YOUR INSTRUCTIONS
Report each line from the data below that holds the word "true".

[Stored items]
★ ★ ★ ★

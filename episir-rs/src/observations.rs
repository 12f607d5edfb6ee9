use crate::data::{CaseData, PopulationTable, Variable};
use crate::error::{Error, Result};
use crate::{Day, Real};
use getset::{CopyGetters, Getters};

/// Observed active-case curve for one country: day-summed counts sorted
/// ascending, one point per distinct day, plus the country's population.
///
/// Built once per simulation request and immutable afterwards. The number of
/// distinct days doubles as the simulation's day count, so an empty series is
/// rejected here and the solver is never invoked over an empty time span.
#[derive(Debug, Clone, Getters, CopyGetters)]
pub struct ObservationSeries {
    #[getset(get = "pub")]
    country: String,
    #[getset(get = "pub")]
    points: Vec<(Day, Real)>,
    #[getset(get_copy = "pub")]
    total_population: u64,
}

impl ObservationSeries {
    /// Derive the series for `country` from the shared dataset and the
    /// population reference.
    ///
    /// Fails with [`Error::NoObservationsFound`] when the country has no rows
    /// and with [`Error::PopulationNotFound`] (or
    /// [`Error::AmbiguousPopulation`]) when the population join cannot be
    /// resolved. Both checks run before any integration is attempted.
    pub fn from_data(
        data: &CaseData,
        populations: &PopulationTable,
        country: &str,
    ) -> Result<Self> {
        let points = data.country_daily(country, Variable::Active);
        if points.is_empty() {
            return Err(Error::NoObservationsFound(country.to_string()));
        }
        let total_population = populations.population(country)?;
        if points.iter().any(|&(_, active)| active < 0.0) {
            log::warn!("{}: negative active counts in the observed series", country);
        }
        Ok(ObservationSeries {
            country: country.to_string(),
            points,
            total_population,
        })
    }

    /// Number of distinct observed days; also the simulation's day count.
    pub fn nb_steps(&self) -> usize {
        self.points.len()
    }

    /// The active counts in day order.
    pub fn active(&self) -> Vec<Real> {
        self.points.iter().map(|&(_, active)| active).collect()
    }
}
#![forbid(unsafe_code)]

//! Full/half width planning for the two-column theme card grid.
//!
//! [`LayoutPlanner`] takes the ordered theme list and decides, per theme,
//! whether its card spans the whole row or shares it with a neighbour.
//! Planning runs in two passes that are exposed on their own:
//!
//! 1. [`classify_intrinsic`]: a theme is *naturally* full width when its
//!    item count reaches the threshold.
//! 2. [`resolve_positions`]: every index is resolved against the whole
//!    pass-1 array with a fixed priority ladder (first match wins):
//!
//! | Rung | Rule              | Result |
//! |------|-------------------|--------|
//! | 1    | single theme      | full   |
//! | 2    | two half themes   | half   |
//! | 3    | naturally full    | full   |
//! | 4    | sandwiched        | full   |
//! | 5    | trailing orphan   | full   |
//! | 6    | flow              | half   |
//!
//! # Usage
//!
//! ```
//! use shelf_layout::{LayoutPlanner, PlacementRule, ThemeDescriptor};
//!
//! let themes = [
//!     ThemeDescriptor::new(1, 8),
//!     ThemeDescriptor::new(2, 2),
//!     ThemeDescriptor::new(3, 9),
//! ];
//! let planned = LayoutPlanner::default().plan(&themes).unwrap();
//! assert!(planned.iter().all(|p| p.is_full_width()));
//! assert_eq!(planned[1].decision.rule, PlacementRule::Sandwich);
//! ```
//!
//! # Invariants
//!
//! 1. Output length, order, and ids equal the input.
//! 2. `naturally_full_width` depends only on the theme's own count.
//! 3. Pass 2 reads pass-1 values and indices only, never another theme's
//!    final decision.
//! 4. Same input, same output; nothing is retained between calls.
//!
//! # Failure Modes
//!
//! - Negative item count or non-positive threshold: [`PlanError`], with no
//!   partial output.
//! - Empty input: `Ok` with an empty plan.

use std::fmt;

use serde::{Deserialize, Serialize};

use crate::cache::{PlanCache, PlanKey};
use crate::error::{PlanError, Result};

/// Item count at which a theme fills a row on its own.
pub const FULL_WIDTH_THRESHOLD: i64 = 7;

// ---------------------------------------------------------------------------
// Types
// ---------------------------------------------------------------------------

/// A theme as delivered by the data source.
#[derive(Debug, Clone, PartialEq, Eq, Hash, Serialize, Deserialize)]
pub struct ThemeDescriptor<Id> {
    /// Opaque identifier, only used for keying the output.
    pub id: Id,
    /// Number of sets in the theme.
    #[serde(rename = "itemCount", alias = "item_count")]
    pub item_count: i64,
}

impl<Id> ThemeDescriptor<Id> {
    pub fn new(id: Id, item_count: i64) -> Self {
        Self { id, item_count }
    }
}

/// The ladder rung that decided a theme's width.
#[derive(Debug, Clone, Copy, PartialEq, Eq, Hash, Serialize, Deserialize)]
#[serde(rename_all = "snake_case")]
pub enum PlacementRule {
    /// The only theme in the list.
    Singleton,
    /// One of exactly two themes, neither naturally full.
    BalancedPair,
    /// Naturally full width.
    Intrinsic,
    /// Half theme with naturally full themes somewhere before and after it.
    Sandwich,
    /// Last theme promoted so it is not left alone in its row.
    TrailingOrphan,
    /// Default half-width flow.
    Flow,
}

impl PlacementRule {
    /// Width implied by the rule.
    #[must_use]
    pub const fn is_full_width(self) -> bool {
        !matches!(self, Self::BalancedPair | Self::Flow)
    }

    #[must_use]
    pub const fn as_str(self) -> &'static str {
        match self {
            Self::Singleton => "singleton",
            Self::BalancedPair => "balanced_pair",
            Self::Intrinsic => "intrinsic",
            Self::Sandwich => "sandwich",
            Self::TrailingOrphan => "trailing_orphan",
            Self::Flow => "flow",
        }
    }
}

impl fmt::Display for PlacementRule {
    fn fmt(&self, f: &mut fmt::Formatter<'_>) -> fmt::Result {
        f.write_str(self.as_str())
    }
}

/// Width decision for one theme.
#[derive(Debug, Clone, Copy, PartialEq, Eq, Hash, Serialize, Deserialize)]
pub struct LayoutDecision {
    /// Pass-1 result: the count alone reaches the threshold.
    pub naturally_full_width: bool,
    /// Final placement.
    pub is_full_width: bool,
    /// Rung that produced `is_full_width`.
    pub rule: PlacementRule,
}

impl LayoutDecision {
    fn from_rule(naturally_full_width: bool, rule: PlacementRule) -> Self {
        Self {
            naturally_full_width,
            is_full_width: rule.is_full_width(),
            rule,
        }
    }
}

/// A theme paired with its decision.
#[derive(Debug, Clone, Copy, PartialEq, Eq)]
pub struct PlannedTheme<'a, Id> {
    pub theme: &'a ThemeDescriptor<Id>,
    pub decision: LayoutDecision,
}

impl<'a, Id> PlannedTheme<'a, Id> {
    #[inline]
    pub fn id(&self) -> &'a Id {
        &self.theme.id
    }

    #[inline]
    pub fn is_full_width(&self) -> bool {
        self.decision.is_full_width
    }
}

// ---------------------------------------------------------------------------
// Pass 1
// ---------------------------------------------------------------------------

/// Classify each count as naturally full width (`count >= threshold`).
///
/// The threshold is checked before any count, and the first negative count
/// aborts the pass.
pub fn classify_intrinsic<I>(counts: I, threshold: i64) -> Result<Vec<bool>>
where
    I: IntoIterator<Item = i64>,
{
    if threshold <= 0 {
        return Err(PlanError::NonPositiveThreshold { threshold });
    }
    counts
        .into_iter()
        .enumerate()
        .map(|(index, count)| {
            if count < 0 {
                Err(PlanError::NegativeItemCount { index, count })
            } else {
                Ok(count >= threshold)
            }
        })
        .collect()
}

// ---------------------------------------------------------------------------
// Pass 2
// ---------------------------------------------------------------------------

/// Resolve every index of a pass-1 array into a decision.
///
/// Linear: whether a naturally full theme exists before or after each index
/// is precomputed with one forward and one backward scan.
#[must_use]
pub fn resolve_positions(natural: &[bool]) -> Vec<LayoutDecision> {
    let len = natural.len();

    let mut full_before = vec![false; len];
    let mut seen = false;
    for (slot, &is_full) in full_before.iter_mut().zip(natural) {
        *slot = seen;
        seen |= is_full;
    }

    let mut full_after = vec![false; len];
    seen = false;
    for (slot, &is_full) in full_after.iter_mut().zip(natural).rev() {
        *slot = seen;
        seen |= is_full;
    }

    (0..len)
        .map(|index| {
            let rule = rule_for(natural, index, full_before[index], full_after[index]);
            LayoutDecision::from_rule(natural[index], rule)
        })
        .collect()
}

/// Resolve a single index against a pass-1 array.
///
/// Returns `None` when `index` is out of range. Scans the array, so prefer
/// [`resolve_positions`] for whole lists.
#[must_use]
pub fn resolve_at(natural: &[bool], index: usize) -> Option<PlacementRule> {
    natural.get(index)?;
    let full_before = natural[..index].iter().any(|&f| f);
    let full_after = natural[index + 1..].iter().any(|&f| f);
    Some(rule_for(natural, index, full_before, full_after))
}

fn rule_for(natural: &[bool], index: usize, full_before: bool, full_after: bool) -> PlacementRule {
    let len = natural.len();
    if len == 1 {
        return PlacementRule::Singleton;
    }
    if len == 2 && !natural[0] && !natural[1] {
        return PlacementRule::BalancedPair;
    }
    if natural[index] {
        return PlacementRule::Intrinsic;
    }
    if full_before && full_after {
        return PlacementRule::Sandwich;
    }
    // len >= 2 here, so the last index always has a predecessor.
    if index + 1 == len && (!natural[index - 1] || index % 2 == 1) {
        return PlacementRule::TrailingOrphan;
    }
    PlacementRule::Flow
}

// ---------------------------------------------------------------------------
// Planner
// ---------------------------------------------------------------------------

/// Planner bound to a validated full-width threshold.
#[derive(Debug, Clone, Copy, PartialEq, Eq, Hash)]
pub struct LayoutPlanner {
    threshold: i64,
}

impl Default for LayoutPlanner {
    /// Planner using [`FULL_WIDTH_THRESHOLD`].
    fn default() -> Self {
        Self {
            threshold: FULL_WIDTH_THRESHOLD,
        }
    }
}

impl LayoutPlanner {
    /// Create a planner, rejecting a non-positive threshold.
    pub fn new(threshold: i64) -> Result<Self> {
        if threshold <= 0 {
            return Err(PlanError::NonPositiveThreshold { threshold });
        }
        Ok(Self { threshold })
    }

    #[inline]
    #[must_use]
    pub const fn threshold(&self) -> i64 {
        self.threshold
    }

    /// Plan a theme list, pairing each theme with its decision.
    pub fn plan<'a, Id>(&self, themes: &'a [ThemeDescriptor<Id>]) -> Result<Vec<PlannedTheme<'a, Id>>> {
        let decisions = self.decide(themes.iter().map(|t| t.item_count))?;
        Ok(pair(themes, decisions))
    }

    /// Plan from bare item counts.
    pub fn decide<I>(&self, counts: I) -> Result<Vec<LayoutDecision>>
    where
        I: IntoIterator<Item = i64>,
    {
        let counts: Vec<i64> = counts.into_iter().collect();
        let span = tracing::debug_span!(
            "shelf.layout.plan",
            themes = counts.len(),
            threshold = self.threshold,
            full_count = tracing::field::Empty,
        );
        let _guard = span.enter();

        let natural = match classify_intrinsic(counts.iter().copied(), self.threshold) {
            Ok(natural) => natural,
            Err(error) => {
                tracing::warn!(target: "shelf.layout", %error, "rejected theme list");
                return Err(error);
            }
        };

        let decisions = resolve_positions(&natural);
        for (index, decision) in decisions.iter().enumerate() {
            tracing::trace!(
                target: "shelf.layout",
                index,
                natural = decision.naturally_full_width,
                full = decision.is_full_width,
                rule = %decision.rule,
                "placed theme"
            );
        }
        let full_count = decisions.iter().filter(|d| d.is_full_width).count();
        span.record("full_count", full_count);

        Ok(decisions)
    }

    /// Plan through a [`PlanCache`], computing only on a miss.
    ///
    /// Invalid input is rejected before the cache is consulted, so errors are
    /// never memoized.
    pub fn plan_cached<'a, Id>(
        &self,
        themes: &'a [ThemeDescriptor<Id>],
        cache: &mut PlanCache,
    ) -> Result<Vec<PlannedTheme<'a, Id>>> {
        let counts: Vec<i64> = themes.iter().map(|t| t.item_count).collect();
        if let Some(index) = counts.iter().position(|&c| c < 0) {
            return Err(PlanError::NegativeItemCount {
                index,
                count: counts[index],
            });
        }
        let key = PlanKey::new(counts, self.threshold);
        let decisions = cache.get_or_try_compute(key, |key| self.decide(key.counts().iter().copied()))?;
        Ok(pair(themes, decisions))
    }
}

/// Plan with an explicit threshold.
pub fn plan<Id>(themes: &[ThemeDescriptor<Id>], threshold: i64) -> Result<Vec<PlannedTheme<'_, Id>>> {
    LayoutPlanner::new(threshold)?.plan(themes)
}

fn pair<Id>(themes: &[ThemeDescriptor<Id>], decisions: Vec<LayoutDecision>) -> Vec<PlannedTheme<'_, Id>> {
    debug_assert_eq!(themes.len(), decisions.len());
    themes
        .iter()
        .zip(decisions)
        .map(|(theme, decision)| PlannedTheme { theme, decision })
        .collect()
}

// ---------------------------------------------------------------------------
// Tests
// ---------------------------------------------------------------------------
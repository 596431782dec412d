//! Subscriber setup for the `shelf` binary.
//!
//! Logs go to stderr so plan output on stdout stays machine-readable. The
//! filter comes from `SHELF_LOG` (same syntax as `RUST_LOG`), defaulting to
//! `warn`.

use tracing_subscriber::EnvFilter;

/// Environment variable holding the log filter.
pub const LOG_ENV: &str = "SHELF_LOG";

const DEFAULT_FILTER: &str = "warn";

/// Build the filter from `SHELF_LOG`, falling back to `warn` when the
/// variable is unset or unparsable.
#[must_use]
pub fn env_filter() -> EnvFilter {
    EnvFilter::try_from_env(LOG_ENV).unwrap_or_else(|_| EnvFilter::new(DEFAULT_FILTER))
}

/// Install the global subscriber. A second call is a no-op.
pub fn init(json: bool) {
    let builder = tracing_subscriber::fmt()
        .with_env_filter(env_filter())
        .with_writer(std::io::stderr)
        .with_target(true);
    let installed = if json {
        builder.json().try_init()
    } else {
        builder.try_init()
    };
    if installed.is_ok() {
        tracing::debug!(target: "shelf.cli", json, "logging initialised");
    }
}
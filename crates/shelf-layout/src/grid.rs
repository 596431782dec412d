#![forbid(unsafe_code)]

//! Card grid adapter: turns planner decisions into card rectangles.
//!
//! [`CardGrid`] places one card per planned theme, in input order. On a wide
//! container full-width cards span the row and half-width cards fill the left
//! then right column. A full-width card arriving while only the left column
//! of a row is taken closes that row. On a narrow container every card spans
//! the row.
//!
//! Inner card content is the caller's business: [`CardGrid::render`] hands
//! each theme and its rectangle to a callback and does nothing else.
//!
//! # Invariants
//!
//! 1. One rectangle per input entry, in input order.
//! 2. Full-width cards are exactly as wide as the inner area; half-width
//!    cards are `(inner_width - gap) / 2` wide.
//! 3. No two rectangles overlap.
//!
//! # Failure Modes
//!
//! - Zero-width area: every rectangle has zero width.
//! - Rows past the area's bottom edge are still produced (with `y` clamped
//!   at `u16::MAX`); clipping or scrolling is up to the caller.

use serde::{Deserialize, Serialize};

use crate::geometry::{Rect, Sides};
use crate::planner::{PlannedTheme, ThemeDescriptor};
use crate::responsive::{DEFAULT_WIDE_MIN_WIDTH, Viewport};

/// Grid presentation settings.
#[derive(Debug, Clone, Copy, PartialEq, Eq, Serialize, Deserialize)]
#[serde(default)]
pub struct GridConfig {
    /// Cells between columns and between rows. Default: 1.
    pub gap: u16,
    /// Height of every card in cells. Default: 5.
    pub card_height: u16,
    /// Container width from which half cards pair up. Default: 80.
    pub wide_min_width: u16,
    /// Margin inside the container. Default: none.
    pub margin: Sides,
}

impl Default for GridConfig {
    fn default() -> Self {
        Self {
            gap: 1,
            card_height: 5,
            wide_min_width: DEFAULT_WIDE_MIN_WIDTH,
            margin: Sides::default(),
        }
    }
}

/// Result of arranging a planned list.
#[derive(Debug, Clone, PartialEq, Eq)]
pub struct GridArrangement {
    /// Viewport the arrangement was made for.
    pub viewport: Viewport,
    /// One rectangle per entry, in input order.
    pub rects: Vec<Rect>,
    /// Number of card rows used.
    pub rows: u16,
}

impl GridArrangement {
    /// Total height in cells, without trailing gap. Saturates at `u32::MAX`.
    #[must_use]
    pub fn height(&self, config: &GridConfig) -> u32 {
        let rows = u32::from(self.rows);
        if rows == 0 {
            return 0;
        }
        rows.saturating_mul(u32::from(config.card_height))
            .saturating_add((rows - 1).saturating_mul(u32::from(config.gap)))
    }
}

#[derive(Debug, Clone, Copy, PartialEq, Eq)]
enum Slot {
    Full,
    Left,
    Right,
}

/// Responsive two-column card grid.
#[derive(Debug, Clone, Copy, PartialEq, Eq, Default)]
pub struct CardGrid {
    config: GridConfig,
}

impl CardGrid {
    #[must_use]
    pub fn new(config: GridConfig) -> Self {
        Self { config }
    }

    #[must_use]
    pub fn config(&self) -> &GridConfig {
        &self.config
    }

    /// Viewport for a container of the given width.
    #[must_use]
    pub fn viewport(&self, width: u16) -> Viewport {
        Viewport::classify(width, self.config.wide_min_width)
    }

    /// Arrange cards from per-entry full-width flags.
    pub fn arrange<I>(&self, area: Rect, full_width: I) -> GridArrangement
    where
        I: IntoIterator<Item = bool>,
    {
        let viewport = self.viewport(area.width);
        let inner = area.inner(self.config.margin);
        let gap = self.config.gap;
        let half = inner.width.saturating_sub(gap) / 2;

        let mut rects = Vec::new();
        let mut row: u32 = 0;
        let mut left_open = false;

        for is_full in full_width {
            let slot = if is_full || !viewport.keeps_half_width() {
                if left_open {
                    row += 1;
                    left_open = false;
                }
                Slot::Full
            } else if left_open {
                Slot::Right
            } else {
                Slot::Left
            };

            let y = self.row_y(inner, row);
            let rect = match slot {
                Slot::Full => Rect::new(inner.x, y, inner.width, self.config.card_height),
                Slot::Left => Rect::new(inner.x, y, half, self.config.card_height),
                Slot::Right => Rect::new(
                    inner.x.saturating_add(half).saturating_add(gap),
                    y,
                    half,
                    self.config.card_height,
                ),
            };
            rects.push(rect);

            match slot {
                Slot::Left => left_open = true,
                Slot::Full | Slot::Right => {
                    row += 1;
                    left_open = false;
                }
            }
        }

        let rows = row + u32::from(left_open);
        GridArrangement {
            viewport,
            rects,
            rows: u16::try_from(rows).unwrap_or(u16::MAX),
        }
    }

    /// Arrange cards for a planned theme list.
    pub fn arrange_planned<Id>(&self, area: Rect, planned: &[PlannedTheme<'_, Id>]) -> GridArrangement {
        self.arrange(area, planned.iter().map(PlannedTheme::is_full_width))
    }

    /// Arrange, then call `draw` once per theme with its card rectangle.
    pub fn render<Id, F>(
        &self,
        area: Rect,
        planned: &[PlannedTheme<'_, Id>],
        mut draw: F,
    ) -> GridArrangement
    where
        F: FnMut(&ThemeDescriptor<Id>, Rect),
    {
        let arrangement = self.arrange_planned(area, planned);
        tracing::debug!(
            target: "shelf.layout.grid",
            viewport = %arrangement.viewport,
            cards = arrangement.rects.len(),
            rows = arrangement.rows,
            "rendering card grid"
        );
        for (entry, rect) in planned.iter().zip(&arrangement.rects) {
            draw(entry.theme, *rect);
        }
        arrangement
    }

    fn row_y(&self, inner: Rect, row: u32) -> u16 {
        let pitch = u32::from(self.config.card_height) + u32::from(self.config.gap);
        let y = u32::from(inner.y).saturating_add(row.saturating_mul(pitch));
        u16::try_from(y).unwrap_or(u16::MAX)
    }
}

#[cfg(test)]
mod tests {
    use super::*;
    use crate::planner::LayoutPlanner;

    fn grid() -> CardGrid {
        CardGrid::new(GridConfig {
            gap: 2,
            card_height: 4,
            wide_min_width: 80,
            margin: Sides::default(),
        })
    }

    #[test]
    fn halves_pair_up_on_wide() {
        let a = grid().arrange(Rect::from_size(100, 50), [false, false]);
        assert_eq!(a.viewport, Viewport::Wide);
        assert_eq!(a.rects[0], Rect::new(0, 0, 49, 4));
        assert_eq!(a.rects[1], Rect::new(51, 0, 49, 4));
        assert_eq!(a.rows, 1);
    }

    #[test]
    fn full_card_closes_open_row() {
        let a = grid().arrange(Rect::from_size(100, 50), [false, true, false]);
        assert_eq!(a.rects[0], Rect::new(0, 0, 49, 4));
        assert_eq!(a.rects[1], Rect::new(0, 6, 100, 4));
        assert_eq!(a.rects[2], Rect::new(0, 12, 49, 4));
        assert_eq!(a.rows, 3);
    }

    #[test]
    fn narrow_collapses_halves() {
        let a = grid().arrange(Rect::from_size(60, 50), [false, false, true]);
        assert_eq!(a.viewport, Viewport::Narrow);
        assert!(a.rects.iter().all(|r| r.width == 60));
        let ys: Vec<u16> = a.rects.iter().map(|r| r.y).collect();
        assert_eq!(ys, vec![0, 6, 12]);
    }

    #[test]
    fn margin_shrinks_cards_not_viewport() {
        let g = CardGrid::new(GridConfig {
            margin: Sides::all(2),
            ..GridConfig::default()
        });
        let a = g.arrange(Rect::from_size(80, 30), [true]);
        assert_eq!(a.viewport, Viewport::Wide);
        assert_eq!(a.rects[0], Rect::new(2, 2, 76, 5));
    }

    #[test]
    fn empty_input_has_no_rows() {
        let a = grid().arrange(Rect::from_size(100, 10), []);
        assert!(a.rects.is_empty());
        assert_eq!(a.rows, 0);
        assert_eq!(a.height(grid().config()), 0);
    }

    #[test]
    fn height_counts_gaps_between_rows() {
        let a = grid().arrange(Rect::from_size(100, 10), [true, true]);
        assert_eq!(a.height(grid().config()), 4 + 2 + 4);
    }

    #[test]
    fn huge_rows_clamp_instead_of_overflowing() {
        let config = GridConfig {
            gap: u16::MAX,
            card_height: u16::MAX,
            ..GridConfig::default()
        };
        let a = CardGrid::new(config)
            .arrange(Rect::from_size(100, 10), std::iter::repeat_n(true, 40_000));
        assert_eq!(a.rects.len(), 40_000);
        assert_eq!(a.rows, 40_000);
        assert_eq!(a.rects[0].y, 0);
        assert!(a.rects[1..].iter().all(|r| r.y == u16::MAX));
        assert_eq!(a.height(&config), u32::MAX);
    }

    #[test]
    fn render_visits_every_theme_in_order() {
        let themes = vec![
            ThemeDescriptor::new(1u32, 2),
            ThemeDescriptor::new(2, 3),
            ThemeDescriptor::new(3, 2),
        ];
        let planned = LayoutPlanner::default().plan(&themes).unwrap();
        let mut seen = Vec::new();
        let a = grid().render(Rect::from_size(100, 40), &planned, |theme, rect| {
            seen.push((theme.id, rect.width));
        });
        assert_eq!(seen, vec![(1, 49), (2, 49), (3, 100)]);
        assert_eq!(a.rows, 2);
    }
}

★ ★ ★ ★

THE ANSWER
        .with_target(true);
                Slot::Left => left_open = true,
        let a = grid().arrange(Rect::from_size(100, 50), [false, true, false]);
        let a = grid().arrange(Rect::from_size(60, 50), [false, false, true]);
        let a = g.arrange(Rect::from_size(80, 30), [true]);
        let a = grid().arrange(Rect::from_size(100, 10), [true, true]);
            .arrange(Rect::from_size(100, 10), std::iter::repeat_n(true, 40_000));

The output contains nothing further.